Material for this task:
//
//  tfgit
//  api/common/wrapped.rs
//
//  Created by Ngonidzashe Mangudya on 2026/01/12.
//  Copyright (c) 2025 IAMNGONI. All rights reserved.
//

//! Service Exceptions
//!
//! A failed request usually carries a JSON body describing the server-side
//! exception:
//!
//! ```json
//! {
//!   "$id": "1",
//!   "innerException": null,
//!   "message": "TF401019: The Git repository with name or identifier widgets does not exist...",
//!   "typeName": "Microsoft.TeamFoundation.Git.Server.GitRepositoryNotFoundException, ...",
//!   "typeKey": "GitRepositoryNotFoundException",
//!   "errorCode": 0,
//!   "eventId": 3000
//! }
//! ```
//!
//! The `typeKey` is looked up in an [`ErrorTranslations`] table owned by the
//! client. The table is built once when the client is built and never
//! changes afterwards.

use std::collections::HashMap;

use serde::{Deserialize, Serialize};

use super::{ApiError, ErrorKind};

/// The JSON body of a failed request.
#[derive(Debug, Clone, Default, PartialEq, Serialize, Deserialize)]
#[serde(rename_all = "camelCase")]
pub struct WrappedException {
    #[serde(default)]
    pub message: Option<String>,

    #[serde(default)]
    pub type_key: Option<String>,

    #[serde(default)]
    pub type_name: Option<String>,

    #[serde(default)]
    pub error_code: Option<i32>,

    #[serde(default)]
    pub event_id: Option<i32>,

    #[serde(default)]
    pub inner_exception: Option<Box<WrappedException>>,
}

impl WrappedException {
    /// Translates this exception into an [`ApiError`] when its type key is
    /// known to `translations`.
    pub fn translate(&self, translations: &ErrorTranslations, status: u16) -> Option<ApiError> {
        let key = self.type_key.as_deref()?;
        let kind = translations.lookup(key)?;
        let message = self
            .message
            .clone()
            .filter(|m| !m.is_empty())
            .unwrap_or_else(|| key.to_string());
        Some(ApiError::from_kind(kind, message, status))
    }
}

/// Maps service exception type keys to error categories.
#[derive(Debug, Clone, Default)]
pub struct ErrorTranslations {
    entries: HashMap<String, ErrorKind>,
}

impl ErrorTranslations {
    /// An empty table; every failure is classified by status code.
    pub fn new() -> Self {
        Self::default()
    }

    /// The type keys raised by the Git service.
    pub fn git_defaults() -> Self {
        let mut table = Self::new();
        for key in [
            "GitRepositoryNotFoundException",
            "GitItemNotFoundException",
            "GitObjectNotFoundException",
            "GitCommitDoesNotExistException",
            "GitPullRequestNotFoundException",
            "GitUnresolvableToCommitException",
            "ProjectDoesNotExistWithNameException",
            "ProjectDoesNotExistException",
            "IdentityNotFoundException",
        ] {
            table = table.with(key, ErrorKind::NotFound);
        }
        for key in [
            "GitRepositoryNameAlreadyExistsException",
            "GitPullRequestExistsException",
            "GitReferenceStaleException",
        ] {
            table = table.with(key, ErrorKind::Conflict);
        }
        table
            .with("UnauthorizedRequestException", ErrorKind::Unauthorized)
            .with("GitNeedsPermissionException", ErrorKind::Forbidden)
            .with("AccessCheckException", ErrorKind::Forbidden)
            .with("InvalidArgumentValueException", ErrorKind::BadRequest)
            .with("ArgumentNullException", ErrorKind::BadRequest)
            .with("ArgumentException", ErrorKind::BadRequest)
            .with("RequestBlockedException", ErrorKind::RateLimited)
    }

    /// Adds or replaces one entry.
    pub fn with(mut self, type_key: impl Into<String>, kind: ErrorKind) -> Self {
        self.entries.insert(type_key.into(), kind);
        self
    }

    pub fn lookup(&self, type_key: &str) -> Option<ErrorKind> {
        self.entries.get(type_key).copied()
    }

    pub fn len(&self) -> usize {
        self.entries.len()
    }

    pub fn is_empty(&self) -> bool {
        self.entries.is_empty()
    }
}

#[cfg(test)]
mod tests {
    use super::*;

    fn exception(type_key: &str, message: &str) -> WrappedException {
        WrappedException {
            message: Some(message.to_string()),
            type_key: Some(type_key.to_string()),
            ..Default::default()
        }
    }

    #[test]
    fn test_known_key_translates() {
        let translations = ErrorTranslations::git_defaults();
        let err = exception("GitRepositoryNotFoundException", "TF401019: missing")
            .translate(&translations, 404)
            .unwrap();
        assert!(matches!(err, ApiError::NotFound(ref m) if m == "TF401019: missing"));
    }

    #[test]
    fn test_unknown_key_is_left_to_status() {
        let translations = ErrorTranslations::git_defaults();
        assert!(exception("SomethingElseException", "x")
            .translate(&translations, 500)
            .is_none());
        assert!(WrappedException::default()
            .translate(&translations, 500)
            .is_none());
    }

    #[test]
    fn test_tables_are_independent() {
        let custom = ErrorTranslations::new().with("GitRepositoryNotFoundException", ErrorKind::Forbidden);
        let defaults = ErrorTranslations::git_defaults();
        assert_eq!(
            custom.lookup("GitRepositoryNotFoundException"),
            Some(ErrorKind::Forbidden)
        );
        assert_eq!(
            defaults.lookup("GitRepositoryNotFoundException"),
            Some(ErrorKind::NotFound)
        );
    }

    #[test]
    fn test_deserialize_service_body() {
        let json = r#"{"$id":"1","innerException":null,"message":"TF401019","typeName":"X, Y","typeKey":"GitRepositoryNotFoundException","errorCode":0,"eventId":3000}"#;
        let wrapped: WrappedException = serde_json::from_str(json).unwrap();
        assert_eq!(wrapped.type_key.as_deref(), Some("GitRepositoryNotFoundException"));
        assert_eq!(wrapped.event_id, Some(3000));
        assert!(wrapped.inner_exception.is_none());
    }
}
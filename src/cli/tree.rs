//
//  tfgit
//  cli/tree.rs
//
//  Created by Ngonidzashe Mangudya on 2026/01/12.
//  Copyright (c) 2025 IAMNGONI. All rights reserved.
//

use std::path::PathBuf;

use anyhow::Result;
use clap::{Args, Subcommand};

use super::{archive_name, download_spinner, write_download, GlobalOptions, Session};
use crate::api::git::{GitTreeEntryRef, GitTreeRef};
use crate::output::{format_size, print_field, print_header, TableBuilder, TableOutput};

/// Read trees by object id
#[derive(Args, Debug)]
pub struct TreeCommand {
    #[command(subcommand)]
    pub command: TreeSubcommand,
}

#[derive(Subcommand, Debug)]
pub enum TreeSubcommand {
    /// List the entries of a tree
    Show(ShowArgs),

    /// Download a tree as a zip archive
    Zip(ZipArgs),
}

#[derive(Args, Debug)]
pub struct ShowArgs {
    /// Tree object id
    pub sha1: String,

    /// Include entries of every sub tree
    #[arg(long, short = 'r')]
    pub recursive: bool,
}

#[derive(Args, Debug)]
pub struct ZipArgs {
    /// Tree object id
    pub sha1: String,

    /// Output file, or - for stdout
    #[arg(long, short = 'o')]
    pub output: Option<PathBuf>,
}

fn entry_row(entry: &GitTreeEntryRef) -> Vec<String> {
    vec![
        entry.mode.clone().unwrap_or_default(),
        entry.git_object_type.clone().unwrap_or_default(),
        entry.object_id.get(..8).unwrap_or(&entry.object_id).to_string(),
        entry.size.map(format_size).unwrap_or_default(),
        entry.relative_path.clone(),
    ]
}

impl TableOutput for GitTreeRef {
    fn print_table(&self, color: bool) {
        print_header(&format!("tree {}", self.object_id));
        if let Some(size) = self.size {
            print_field("Size", &format_size(size), color);
        }
        println!();
        TableBuilder::new()
            .color(color)
            .headers(["Mode", "Type", "Object", "Size", "Path"])
            .rows(self.tree_entries.iter().map(entry_row))
            .print();
    }
}

impl TreeCommand {
    pub async fn run(&self, global: &GlobalOptions) -> Result<()> {
        let session = Session::open(global)?;
        let project = session.context.project_ref();
        let repository = session.context.repo_ref()?;
        let output = global.output();

        match &self.command {
            TreeSubcommand::Show(args) => {
                let tree = session
                    .client
                    .get_tree(
                        project.as_ref(),
                        &repository,
                        &args.sha1,
                        None,
                        args.recursive.then_some(true),
                        None,
                    )
                    .await?;
                output.write(&tree)
            }
            TreeSubcommand::Zip(args) => {
                let target = archive_name(args.output.as_ref(), &args.sha1);
                let quiet = target.as_os_str() == "-";
                let spinner = download_spinner(&format!("Downloading tree {}", args.sha1), quiet);
                let file_name = target.file_name().and_then(|n| n.to_str());
                let bytes = session
                    .client
                    .get_tree_zip(project.as_ref(), &repository, &args.sha1, None, None, file_name)
                    .await;
                spinner.finish_and_clear();
                let bytes = bytes?;
                write_download(&target, &bytes)?;
                if !quiet {
                    output.write_success(&format!("Saved {}", target.display()));
                }
                Ok(())
            }
        }
    }
}

#[cfg(test)]
mod tests {
    use super::*;

    #[test]
    fn test_entry_row() {
        let entry = GitTreeEntryRef {
            object_id: "7fd1a60b01f91b314f59955a4e4d4e80d8edf11d".to_string(),
            relative_path: "README.md".to_string(),
            mode: Some("100644".to_string()),
            git_object_type: Some("blob".to_string()),
            size: Some(2048),
            url: None,
        };
        let row = entry_row(&entry);
        assert_eq!(row[0], "100644");
        assert_eq!(row[2], "7fd1a60b");
        assert_eq!(row[4], "README.md");
    }
}
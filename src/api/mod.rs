//
//  tfgit
//  api/mod.rs
//
//  Created by Ngonidzashe Mangudya on 2026/01/12.
//  Copyright (c) 2025 IAMNGONI. All rights reserved.
//

//! # API Client Layer
//!
//! Typed access to the Git REST resources of a Team Foundation style
//! collection (`https://dev.azure.com/{org}` or `https://host/tfs/{collection}`).
//!
//! ## Architecture
//!
//! - [`routing`]: operation table, identities and query building. Pure.
//! - [`git`]: resource models and one `*_request` builder per operation,
//!   plus the matching async [`GitClient`] method.
//! - [`transport`]: turns a [`RequestSpec`](routing::RequestSpec) into an
//!   HTTP exchange and classifies failures.
//! - [`locations`]: location discovery and API version negotiation.
//! - [`client`]: the client and its builder.
//! - [`common`]: errors, identities, list envelopes.
//!
//! ## Error Handling
//!
//! Every operation returns `Result<T, ApiError>`:
//!
//! | Status | Variant |
//! |--------|---------|
//! | 400 | `BadRequest` |
//! | 401 | `Unauthorized` |
//! | 403 | `Forbidden` |
//! | 404 | `NotFound` |
//! | 409 | `Conflict` |
//! | 429 | `RateLimited` |
//! | 5xx | `Server` |
//!
//! A server exception whose type key is in the client's translation table
//! wins over the status mapping.

pub mod client;
pub mod common;
pub mod git;
pub mod locations;
pub mod routing;
pub mod transport;

pub use client::{GitClient, GitClientBuilder};
pub use common::{ApiError, ErrorKind, ErrorTranslations, IdentityRef};
pub use locations::{ApiResourceVersion, ApiVersion};
pub use routing::{Operation, ProjectRef, RepoRef, RequestSpec};
pub use transport::{HttpTransport, Transport, TransportOptions};
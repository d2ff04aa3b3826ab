//
//  tfgit
//  api/git/commits.rs
//
//  Created by Ngonidzashe Mangudya on 2026/01/12.
//  Copyright (c) 2025 IAMNGONI. All rights reserved.
//

//! Commit operations.
//!
//! [`GitQueryCommitsCriteria`] is sent two ways: flattened into the query
//! string by [`GitClient::get_commits`], and as a JSON body by
//! [`GitClient::get_commits_batch`].

use std::collections::BTreeMap;

use chrono::{DateTime, Utc};
use serde::{Deserialize, Serialize};

use super::{GitItem, GitVersionDescriptor};
use crate::api::common::ApiError;
use crate::api::routing::{Operation, ProjectRef, QueryParams, RepoRef, RequestSpec};
use crate::api::GitClient;

/// Author or committer line.
#[derive(Debug, Clone, Default, PartialEq, Serialize, Deserialize)]
#[serde(rename_all = "camelCase")]
pub struct GitUserDate {
    #[serde(default)]
    pub name: Option<String>,
    #[serde(default)]
    pub email: Option<String>,
    #[serde(default)]
    pub date: Option<DateTime<Utc>>,
}

/// One changed path in a commit.
#[derive(Debug, Clone, Default, PartialEq, Serialize, Deserialize)]
#[serde(rename_all = "camelCase")]
pub struct GitChange {
    /// Comma-separated change flags: `add`, `edit`, `delete`, `rename`, ...
    #[serde(default)]
    pub change_type: Option<String>,

    #[serde(default)]
    pub item: Option<GitItem>,

    #[serde(default, skip_serializing_if = "Option::is_none")]
    pub source_server_item: Option<String>,

    #[serde(default, skip_serializing_if = "Option::is_none")]
    pub original_path: Option<String>,
}

/// A commit.
#[derive(Debug, Clone, Default, PartialEq, Serialize, Deserialize)]
#[serde(rename_all = "camelCase")]
pub struct GitCommitRef {
    pub commit_id: String,

    #[serde(default)]
    pub author: Option<GitUserDate>,

    #[serde(default)]
    pub committer: Option<GitUserDate>,

    #[serde(default)]
    pub comment: Option<String>,

    #[serde(default, skip_serializing_if = "Option::is_none")]
    pub comment_truncated: Option<bool>,

    /// Counts per change kind (`Add`, `Edit`, `Delete`).
    #[serde(default, skip_serializing_if = "Option::is_none")]
    pub change_counts: Option<BTreeMap<String, u32>>,

    #[serde(default, skip_serializing_if = "Option::is_none")]
    pub changes: Option<Vec<GitChange>>,

    #[serde(default, skip_serializing_if = "Option::is_none")]
    pub parents: Option<Vec<String>>,

    #[serde(default, skip_serializing_if = "Option::is_none")]
    pub tree_id: Option<String>,

    #[serde(default, skip_serializing_if = "Option::is_none")]
    pub url: Option<String>,

    #[serde(default, skip_serializing_if = "Option::is_none")]
    pub remote_url: Option<String>,
}

impl GitCommitRef {
    /// The first line of the commit message.
    pub fn subject(&self) -> &str {
        self.comment
            .as_deref()
            .and_then(|c| c.lines().next())
            .unwrap_or("")
    }

    pub fn short_id(&self) -> &str {
        self.commit_id.get(..8).unwrap_or(&self.commit_id)
    }
}

/// Changes of one commit.
#[derive(Debug, Clone, Default, PartialEq, Serialize, Deserialize)]
#[serde(rename_all = "camelCase")]
pub struct GitCommitChanges {
    #[serde(default)]
    pub change_counts: Option<BTreeMap<String, u32>>,

    #[serde(default)]
    pub changes: Vec<GitChange>,
}

/// Search criteria for commits.
#[derive(Debug, Clone, Default, PartialEq, Serialize, Deserialize)]
#[serde(rename_all = "camelCase")]
pub struct GitQueryCommitsCriteria {
    #[serde(default, skip_serializing_if = "Option::is_none")]
    pub ids: Option<Vec<String>>,

    #[serde(default, skip_serializing_if = "Option::is_none")]
    pub item_version: Option<GitVersionDescriptor>,

    #[serde(default, skip_serializing_if = "Option::is_none")]
    pub compare_version: Option<GitVersionDescriptor>,

    #[serde(default, skip_serializing_if = "Option::is_none")]
    pub from_commit_id: Option<String>,

    #[serde(default, skip_serializing_if = "Option::is_none")]
    pub to_commit_id: Option<String>,

    #[serde(default, skip_serializing_if = "Option::is_none")]
    pub from_date: Option<String>,

    #[serde(default, skip_serializing_if = "Option::is_none")]
    pub to_date: Option<String>,

    #[serde(default, skip_serializing_if = "Option::is_none")]
    pub author: Option<String>,

    #[serde(default, skip_serializing_if = "Option::is_none")]
    pub user: Option<String>,

    #[serde(default, skip_serializing_if = "Option::is_none")]
    pub item_path: Option<String>,

    #[serde(default, skip_serializing_if = "Option::is_none")]
    pub exclude_deletes: Option<bool>,
}

pub fn get_commit_request(
    project: Option<&ProjectRef>,
    repository: &RepoRef,
    commit_id: &str,
    change_count: Option<u32>,
) -> Result<RequestSpec, ApiError> {
    let mut query = QueryParams::new();
    query.add_if_not_null("changeCount", change_count);
    Ok(RequestSpec::for_repository(Operation::GetCommit, project, repository)?
        .route("commitId", commit_id)
        .query(query))
}

pub fn get_commits_request(
    project: Option<&ProjectRef>,
    repository: &RepoRef,
    criteria: Option<&GitQueryCommitsCriteria>,
    skip: Option<u32>,
    top: Option<u32>,
) -> Result<RequestSpec, ApiError> {
    let mut query = QueryParams::new();
    query
        .add_model(criteria)?
        .add_if_not_null("$skip", skip)
        .add_if_not_null("$top", top);
    Ok(RequestSpec::for_repository(Operation::GetCommits, project, repository)?.query(query))
}

pub fn get_commits_batch_request(
    project: Option<&ProjectRef>,
    repository: &RepoRef,
    criteria: &GitQueryCommitsCriteria,
    skip: Option<u32>,
    top: Option<u32>,
    include_statuses: Option<bool>,
) -> Result<RequestSpec, ApiError> {
    let mut query = QueryParams::new();
    query
        .add_if_not_null("$skip", skip)
        .add_if_not_null("$top", top)
        .add_if_not_null("includeStatuses", include_statuses);
    RequestSpec::for_repository(Operation::GetCommitsBatch, project, repository)?
        .query(query)
        .body(criteria)
}

pub fn get_changes_request(
    project: Option<&ProjectRef>,
    repository: &RepoRef,
    commit_id: &str,
    top: Option<u32>,
    skip: Option<u32>,
) -> Result<RequestSpec, ApiError> {
    let mut query = QueryParams::new();
    query
        .add_if_not_null("$top", top)
        .add_if_not_null("$skip", skip);
    Ok(RequestSpec::for_repository(Operation::GetChanges, project, repository)?
        .route("commitId", commit_id)
        .query(query))
}

impl GitClient {
    /// Gets one commit, with up to `change_count` changes inlined.
    pub async fn get_commit(
        &self,
        project: Option<&ProjectRef>,
        repository: &RepoRef,
        commit_id: &str,
        change_count: Option<u32>,
    ) -> Result<GitCommitRef, ApiError> {
        let spec = get_commit_request(project, repository, commit_id, change_count)?;
        self.send_json(spec).await
    }

    pub async fn get_commits(
        &self,
        project: Option<&ProjectRef>,
        repository: &RepoRef,
        criteria: Option<&GitQueryCommitsCriteria>,
        skip: Option<u32>,
        top: Option<u32>,
    ) -> Result<Vec<GitCommitRef>, ApiError> {
        let spec = get_commits_request(project, repository, criteria, skip, top)?;
        self.send_list(spec).await
    }

    /// Like [`get_commits`](Self::get_commits) with the criteria in the
    /// body, which allows long id lists.
    pub async fn get_commits_batch(
        &self,
        project: Option<&ProjectRef>,
        repository: &RepoRef,
        criteria: &GitQueryCommitsCriteria,
        skip: Option<u32>,
        top: Option<u32>,
        include_statuses: Option<bool>,
    ) -> Result<Vec<GitCommitRef>, ApiError> {
        let spec = get_commits_batch_request(
            project,
            repository,
            criteria,
            skip,
            top,
            include_statuses,
        )?;
        self.send_list(spec).await
    }

    pub async fn get_changes(
        &self,
        project: Option<&ProjectRef>,
        repository: &RepoRef,
        commit_id: &str,
        top: Option<u32>,
        skip: Option<u32>,
    ) -> Result<GitCommitChanges, ApiError> {
        let spec = get_changes_request(project, repository, commit_id, top, skip)?;
        self.send_json(spec).await
    }
}

#[cfg(test)]
mod tests {
    use super::*;
    use crate::api::git::testing;

    fn repo() -> RepoRef {
        RepoRef::from("widgets")
    }

    #[test]
    fn test_get_commits_flattens_criteria_then_paging() {
        let criteria = GitQueryCommitsCriteria {
            item_version: Some(GitVersionDescriptor::branch("main")),
            author: Some("Jamal".to_string()),
            ..Default::default()
        };
        let spec = get_commits_request(None, &repo(), Some(&criteria), None, Some(25)).unwrap();
        let keys: Vec<&str> = spec.query.iter().map(|(k, _)| k).collect();
        assert_eq!(keys.len(), 4);
        assert_eq!(keys.last(), Some(&"$top"));
        assert_eq!(spec.query.get("author"), Some("Jamal"));
        assert_eq!(spec.query.get("itemVersion.version"), Some("main"));
        assert_eq!(spec.query.get("itemVersion.versionType"), Some("branch"));
        assert_eq!(spec.query.get("$top"), Some("25"));
        assert!(!spec.query.contains_key("$skip"));
    }

    #[test]
    fn test_commit_id_route_value() {
        let spec = get_commit_request(None, &repo(), "be67f8871a4d", Some(10)).unwrap();
        assert_eq!(spec.route_values.get("commitId"), Some("be67f8871a4d"));
        assert_eq!(spec.query.get("changeCount"), Some("10"));
    }

    #[test]
    fn test_batch_sends_criteria_as_body() {
        let criteria = GitQueryCommitsCriteria {
            ids: Some(vec!["a".to_string(), "b".to_string()]),
            ..Default::default()
        };
        let spec = get_commits_batch_request(None, &repo(), &criteria, None, None, None).unwrap();
        assert!(spec.query.is_empty());
        assert_eq!(spec.body, Some(serde_json::json!({"ids": ["a", "b"]})));
    }

    #[test]
    fn test_subject_and_short_id() {
        let commit = GitCommitRef {
            commit_id: "be67f8871a4d2c75f13a51c1d3c30ac0d74d4ef4".to_string(),
            comment: Some("Fix the build\n\nDetails".to_string()),
            ..Default::default()
        };
        assert_eq!(commit.subject(), "Fix the build");
        assert_eq!(commit.short_id(), "be67f887");
    }

    #[tokio::test]
    async fn test_get_changes_decodes_counts() {
        let body = r#"{"changeCounts":{"Edit":1},"changes":[{"item":{"path":"/README.md","gitObjectType":"blob"},"changeType":"edit"}]}"#;
        let (client, transport) = testing::client(body);
        let changes = client
            .get_changes(None, &repo(), "be67f887", Some(100), None)
            .await
            .unwrap();
        assert_eq!(changes.changes.len(), 1);
        assert_eq!(changes.change_counts.unwrap().get("Edit"), Some(&1));
        assert_eq!(transport.last().query.get("$top"), Some("100"));
    }
}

Work item:
Copy out each line of the data where the string "TableBuilder" appears.

Task answer:
use crate::output::{format_size, print_field, print_header, TableBuilder, TableOutput};
        TableBuilder::new()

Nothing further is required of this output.